(Task requirements):
Locate the line that contains "for symbol in" in the entries below, then repeat it and every following line through the line that contains "fn compare() ->", exactly, and no others.
:::
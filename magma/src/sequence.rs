/*
 * Copyright (c) Meta Platforms, Inc. and affiliates.
 * All rights reserved.
 *
 * This source code is licensed under the BSD-style license found in the
 * LICENSE file in the root directory of this source tree.
 */

//! Symbol sequences.
//!
//! [`Sequence<S>`] is a finite sequence of symbols, or a
//! distinguished annihilator. Multiplication is concatenation, with
//! the empty sequence as identity and the annihilator absorbing;
//! division strips a prefix (left) or suffix (right). Addition is the
//! longest common prefix, with the annihilator as identity and the
//! empty sequence absorbing. Concatenation distributes over longest
//! common prefix from the left only, so sequences form a left
//! semiring.
//!
//! [`Symbol<S>`] is a narrower representation of a one-symbol
//! sequence. It shares the sequence's tag, converts into it, and
//! hashes like it.
//!
//! ```
//! use magma::Sequence;
//! use magma::Side;
//!
//! let ab = magma::multiply(&Sequence::from("a"), &Sequence::from("b"));
//! assert_eq!(ab, Sequence::from("ab"));
//! assert_eq!(magma::divide(Side::Left, &ab, &Sequence::from("a")), Ok(Sequence::from("b")));
//! assert_eq!(magma::add(&Sequence::from("abc"), &Sequence::from("abd")), Sequence::from("ab"));
//! ```

use std::fmt;
use std::hash::Hash;
use std::hash::Hasher;

use serde::Deserialize;
use serde::Serialize;

use crate::error::OperationError;
use crate::operation::Add;
use crate::operation::Direction;
use crate::operation::Markers;
use crate::operation::Multiply;
use crate::operation::OperationId;
use crate::operation::Side;
use crate::registry::Implements;
use crate::registry::Magma;
use crate::tag::Tagged;

/// A sequence of symbols, or the annihilator of concatenation.
///
/// Sequences sort lexicographically, with the annihilator after every
/// symbol sequence.
#[derive(Clone, Debug, PartialEq, Eq, PartialOrd, Ord, Serialize, Deserialize)]
pub enum Sequence<S> {
    /// A finite sequence of symbols.
    Symbols(Vec<S>),
    /// The absorbing element of concatenation.
    Annihilator,
}

/// A single symbol, a narrower representation of [`Sequence`].
#[derive(Clone, Debug, PartialEq, Eq, PartialOrd, Ord, Serialize, Deserialize)]
pub struct Symbol<S>(pub S);

impl<S> Sequence<S> {
    /// The empty sequence.
    pub fn empty() -> Self {
        Sequence::Symbols(Vec::new())
    }

    /// The symbols, unless this is the annihilator.
    pub fn symbols(&self) -> Option<&[S]> {
        match self {
            Sequence::Symbols(symbols) => Some(symbols),
            Sequence::Annihilator => None,
        }
    }

    /// Whether this is the annihilator.
    pub fn is_annihilator(&self) -> bool {
        matches!(self, Sequence::Annihilator)
    }
}

impl From<&str> for Sequence<char> {
    fn from(s: &str) -> Self {
        Sequence::Symbols(s.chars().collect())
    }
}

impl<S> From<Vec<S>> for Sequence<S> {
    fn from(symbols: Vec<S>) -> Self {
        Sequence::Symbols(symbols)
    }
}

impl<S> From<Symbol<S>> for Sequence<S> {
    fn from(symbol: Symbol<S>) -> Self {
        Sequence::Symbols(vec![symbol.0])
    }
}

// Hashing must agree between a symbol and its one-symbol sequence.

impl<S: Hash> Hash for Sequence<S> {
    fn hash<H: Hasher>(&self, state: &mut H) {
        match self {
            Sequence::Symbols(symbols) => {
                0u8.hash(state);
                symbols.as_slice().hash(state);
            }
            Sequence::Annihilator => 1u8.hash(state),
        }
    }
}

impl<S: Hash> Hash for Symbol<S> {
    fn hash<H: Hasher>(&self, state: &mut H) {
        0u8.hash(state);
        std::slice::from_ref(&self.0).hash(state);
    }
}

impl<S: fmt::Display> fmt::Display for Sequence<S> {
    fn fmt(&self, f: &mut fmt::Formatter<'_>) -> fmt::Result {
        match self {
            Sequence::Symbols(symbols) => {
                write!(f, "\"")?;
                for symbol in symbols {
                    write!(f, "{}", symbol)?;
                }
                write!(f, "\"")
            }
            Sequence::Annihilator => write!(f, "annihilator"),
        }
    }
}

impl<S: fmt::Display> fmt::Display for Symbol<S> {
    fn fmt(&self, f: &mut fmt::Formatter<'_>) -> fmt::Result {
        write!(f, "\"{}\"", self.0)
    }
}

impl<S: 'static> Tagged for Sequence<S> {
    type Tag = Sequence<S>;
}

impl<S: 'static> Tagged for Symbol<S> {
    type Tag = Sequence<S>;
}

impl<S> Magma for Sequence<S>
where
    S: Ord + Clone + fmt::Debug + fmt::Display + 'static,
{
    fn is_member(&self) -> bool {
        true
    }

    fn equal(&self, other: &Self) -> bool {
        self == other
    }

    fn native_equality() -> Option<fn(&Self, &Self) -> bool> {
        Some(<Self as PartialEq>::eq)
    }

    fn native_inequality() -> Option<fn(&Self, &Self) -> bool> {
        Some(<Self as PartialEq>::ne)
    }

    fn compare() -> Option<fn(&Self, &Self) -> bool> {
        Some(<Self as PartialOrd>::lt)
    }

    fn print() -> Option<fn(&Self) -> String> {
        Some(<Self as ToString>::to_string)
    }

    fn one() -> Option<Self> {
        Some(Sequence::empty())
    }

    fn zero() -> Option<Self> {
        Some(Sequence::Annihilator)
    }
}

impl<S> Magma for Symbol<S>
where
    S: Ord + Clone + fmt::Debug + fmt::Display + 'static,
{
    fn is_member(&self) -> bool {
        true
    }

    fn equal(&self, other: &Self) -> bool {
        self == other
    }

    fn native_equality() -> Option<fn(&Self, &Self) -> bool> {
        Some(<Self as PartialEq>::eq)
    }

    fn native_inequality() -> Option<fn(&Self, &Self) -> bool> {
        Some(<Self as PartialEq>::ne)
    }
}

impl<S> Implements<Multiply> for Sequence<S>
where
    S: Ord + Clone + fmt::Debug + fmt::Display + 'static,
{
    const MARKERS: Markers = Markers::NONE.associative().signals_undefined();

    fn apply(a: &Self, b: &Self) -> Self {
        match (a, b) {
            (Sequence::Symbols(a), Sequence::Symbols(b)) => {
                Sequence::Symbols(a.iter().chain(b).cloned().collect())
            }
            _ => Sequence::Annihilator,
        }
    }

    fn identity() -> Option<Self> {
        Some(Sequence::empty())
    }

    fn annihilator() -> Option<Self> {
        Some(Sequence::Annihilator)
    }

    fn is_annihilator(a: &Self) -> bool {
        a.is_annihilator()
    }

    fn inverse_direction() -> Option<Direction> {
        Some(Direction::Either)
    }

    fn inverse(side: Side, c: &Self, a: &Self) -> Result<Self, OperationError> {
        let (c, a) = match (c, a) {
            (_, Sequence::Annihilator) => {
                return Err(OperationError::InverseOfAnnihilator {
                    operation: "divide",
                });
            }
            (Sequence::Annihilator, _) => return Ok(Sequence::Annihilator),
            (Sequence::Symbols(c), Sequence::Symbols(a)) => (c, a),
        };
        let rest = match side {
            Side::Left => c.strip_prefix(a.as_slice()),
            Side::Right => c.strip_suffix(a.as_slice()),
        };
        match rest {
            Some(rest) => Ok(Sequence::Symbols(rest.to_vec())),
            None => Err(OperationError::Undefined {
                operation: "divide",
                operands: format!(
                    "({}, {}, {})",
                    side,
                    Sequence::Symbols(c.clone()),
                    Sequence::Symbols(a.clone())
                ),
            }),
        }
    }

    fn distributes_over(other: OperationId, side: Side) -> bool {
        other == OperationId::Add && side == Side::Left
    }
}

impl<S> Implements<Add> for Sequence<S>
where
    S: Ord + Clone + fmt::Debug + fmt::Display + 'static,
{
    const MARKERS: Markers = Markers::NONE.associative().commutative().idempotent();

    fn apply(a: &Self, b: &Self) -> Self {
        match (a, b) {
            (Sequence::Annihilator, other) | (other, Sequence::Annihilator) => other.clone(),
            (Sequence::Symbols(a), Sequence::Symbols(b)) => Sequence::Symbols(
                a.iter()
                    .zip(b)
                    .take_while(|(x, y)| x == y)
                    .map(|(x, _)| x.clone())
                    .collect(),
            ),
        }
    }

    fn identity() -> Option<Self> {
        Some(Sequence::Annihilator)
    }

    fn annihilator() -> Option<Self> {
        Some(Sequence::empty())
    }
}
:::
(Response below):
                for symbol in symbols {
                    write!(f, "{}", symbol)?;
                }
                write!(f, "\"")
            }
            Sequence::Annihilator => write!(f, "annihilator"),
        }
    }
}

impl<S: fmt::Display> fmt::Display for Symbol<S> {
    fn fmt(&self, f: &mut fmt::Formatter<'_>) -> fmt::Result {
        write!(f, "\"{}\"", self.0)
    }
}

impl<S: 'static> Tagged for Sequence<S> {
    type Tag = Sequence<S>;
}

impl<S: 'static> Tagged for Symbol<S> {
    type Tag = Sequence<S>;
}

impl<S> Magma for Sequence<S>
where
    S: Ord + Clone + fmt::Debug + fmt::Display + 'static,
{
    fn is_member(&self) -> bool {
        true
    }

    fn equal(&self, other: &Self) -> bool {
        self == other
    }

    fn native_equality() -> Option<fn(&Self, &Self) -> bool> {
        Some(<Self as PartialEq>::eq)
    }

    fn native_inequality() -> Option<fn(&Self, &Self) -> bool> {
        Some(<Self as PartialEq>::ne)
    }

    fn compare() -> Option<fn(&Self, &Self) -> bool> {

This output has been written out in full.